Population (14 January 2018)
- • Total: 15,300 (main camp) 34,400 (extended area)

= Leda makeshift settlement =

Leda makeshift settlement is a refugee camp constructed for Rohingya refugees on government-owned land in Nhilla Union of the Teknaf sub-district in Cox's Bazar, Bangladesh. The camp is located some 15 km from Teknaf town.

== History ==
The UK-based charity Islamic Relief constructed the settlement on an area of 20 ha in July 2008, and worked on providing residents with water and sanitation until the Government of Bangladesh asked it to withdraw in February 2010. Since then the camp site has been managed by the International Organization for Migration. The camp is governed by a Camp Management Committee composed of camp residents.

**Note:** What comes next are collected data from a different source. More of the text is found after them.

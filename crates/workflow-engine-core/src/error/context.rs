//! # Error Context Utilities
//!
//! Utilities for adding rich context to errors: correlation ids,
//! structured metadata, and error chaining. The category/severity split
//! itself lives in [`super::categorize_error`]; this module is about
//! attaching request-scoped context on top of that.

use super::{categorize_error, ErrorMetadata, WorkflowError};
use serde::{Deserialize, Serialize};
use serde_json::{json, Value};
use std::collections::HashMap;

/// Error with additional context.
#[derive(Debug)]
pub struct ErrorContext {
    pub error: WorkflowError,
    pub metadata: ErrorMetadata,
    pub chain: Vec<String>,
}

impl ErrorContext {
    pub fn new(error: WorkflowError) -> Self {
        let (category, severity, code) = categorize_error(&error);
        Self {
            error,
            metadata: ErrorMetadata::new(category, severity, code),
            chain: Vec::new(),
        }
    }

    pub fn with_context(mut self, key: impl Into<String>, value: impl Serialize) -> Self {
        if let Ok(json_value) = serde_json::to_value(value) {
            self.metadata.context.insert(key.into(), json_value);
        }
        self
    }

    pub fn with_correlation_id(mut self, id: impl Into<String>) -> Self {
        self.metadata.correlation_id = Some(id.into());
        self
    }

    pub fn with_cause(mut self, cause: impl Into<String>) -> Self {
        self.chain.push(cause.into());
        self
    }

    pub fn to_json(&self) -> Value {
        json!({
            "error": self.error.to_string(),
            "category": self.metadata.category,
            "severity": self.metadata.severity,
            "code": self.metadata.error_code,
            "correlation_id": self.metadata.correlation_id,
            "context": self.metadata.context,
            "chain": self.chain,
            "timestamp": self.metadata.timestamp,
            "retry_count": self.metadata.retry_count,
        })
    }
}

/// Extension trait for adding context to errors.
pub trait ErrorContextExt: Sized {
    fn context(self, key: impl Into<String>, value: impl Serialize) -> ErrorContext;
    fn with_correlation_id(self, id: impl Into<String>) -> ErrorContext;
    fn with_contexts(self, contexts: HashMap<String, Value>) -> ErrorContext;
}

impl ErrorContextExt for WorkflowError {
    fn context(self, key: impl Into<String>, value: impl Serialize) -> ErrorContext {
        ErrorContext::new(self).with_context(key, value)
    }

    fn with_correlation_id(self, id: impl Into<String>) -> ErrorContext {
        ErrorContext::new(self).with_correlation_id(id)
    }

    fn with_contexts(self, contexts: HashMap<String, Value>) -> ErrorContext {
        let mut error_context = ErrorContext::new(self);
        for (key, value) in contexts {
            error_context.metadata.context.insert(key, value);
        }
        error_context
    }
}

/// Correlation id generator -- one per inbound HTTP request or per
/// workflow instance start, threaded through logs for the lifetime of
/// that unit of work.
pub struct CorrelationIdGenerator;

impl CorrelationIdGenerator {
    pub fn generate() -> String {
        use uuid::Uuid;
        format!("req-{}", Uuid::new_v4())
    }

    pub fn generate_with_prefix(prefix: &str) -> String {
        use uuid::Uuid;
        format!("{}-{}", prefix, Uuid::new_v4())
    }
}

/// Context provider trait for extracting context from various sources.
pub trait ContextProvider {
    fn extract_context(&self) -> HashMap<String, Value>;
}

/// Request context for HTTP requests, attached to every log line emitted
/// while handling that request.
#[derive(Debug, Clone, Serialize, Deserialize)]
pub struct RequestContext {
    pub request_id: String,
    pub user_id: Option<String>,
    pub session_id: Option<String>,
    pub ip_address: Option<String>,
    pub user_agent: Option<String>,
    pub path: String,
    pub method: String,
}

impl ContextProvider for RequestContext {
    fn extract_context(&self) -> HashMap<String, Value> {
        let mut context = HashMap::new();
        context.insert("request_id".to_string(), json!(self.request_id));
        context.insert("path".to_string(), json!(self.path));
        context.insert("method".to_string(), json!(self.method));

        if let Some(ref user_id) = self.user_id {
            context.insert("user_id".to_string(), json!(user_id));
        }
        if let Some(ref session_id) = self.session_id {
            context.insert("session_id".to_string(), json!(session_id));
        }
        if let Some(ref ip) = self.ip_address {
            context.insert("ip_address".to_string(), json!(ip));
        }
        if let Some(ref ua) = self.user_agent {
            context.insert("user_agent".to_string(), json!(ua));
        }

        context
    }
}

#[cfg(test)]
mod tests {
    use super::*;
    use crate::error::{ErrorCategory, ErrorSeverity};

    #[test]
    fn error_context_carries_correlation_and_cause() {
        let context = ErrorContext::new(WorkflowError::validation("bad input"))
            .with_context("user_id", "12345")
            .with_correlation_id("req-123")
            .with_cause("network timeout upstream");

        assert_eq!(context.metadata.correlation_id.as_deref(), Some("req-123"));
        assert_eq!(context.chain.len(), 1);
        assert_eq!(context.metadata.context.get("user_id"), Some(&json!("12345")));
    }

    #[test]
    fn transient_errors_categorize_as_transient() {
        let (category, severity, _) = categorize_error(&WorkflowError::ApiError {
            message: "service unavailable".to_string(),
        });
        assert_eq!(category, ErrorCategory::Transient);
        assert_eq!(severity, ErrorSeverity::Warning);
    }

    #[test]
    fn request_context_extracts_expected_fields() {
        let request_ctx = RequestContext {
            request_id: "req-123".to_string(),
            user_id: Some("user-456".to_string()),
            session_id: None,
            ip_address: Some("192.168.1.1".to_string()),
            user_agent: None,
            path: "/api/v1/workflows/execute".to_string(),
            method: "POST".to_string(),
        };

        let context = request_ctx.extract_context();
        assert_eq!(context.get("request_id"), Some(&json!("req-123")));
        assert_eq!(context.get("user_id"), Some(&json!("user-456")));
        assert!(context.get("session_id").is_none());
    }
}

As of 14 January 2018, the population of refugees living within the original area of the Leda makeshift camp is 15,300. Another 34,400 are living in the extended camp area.

== Facilities ==
A ten-bed clinic run by IOM provides facility-based delivery services as well as basic emergency obstetric and newborn care. Various NGOs operating the camp also provide madrassas, drinking water, latrines, washrooms, desludging tanks and child friendly spaces. Leda has shops run by Bengali locals as well as Rohingya refugees.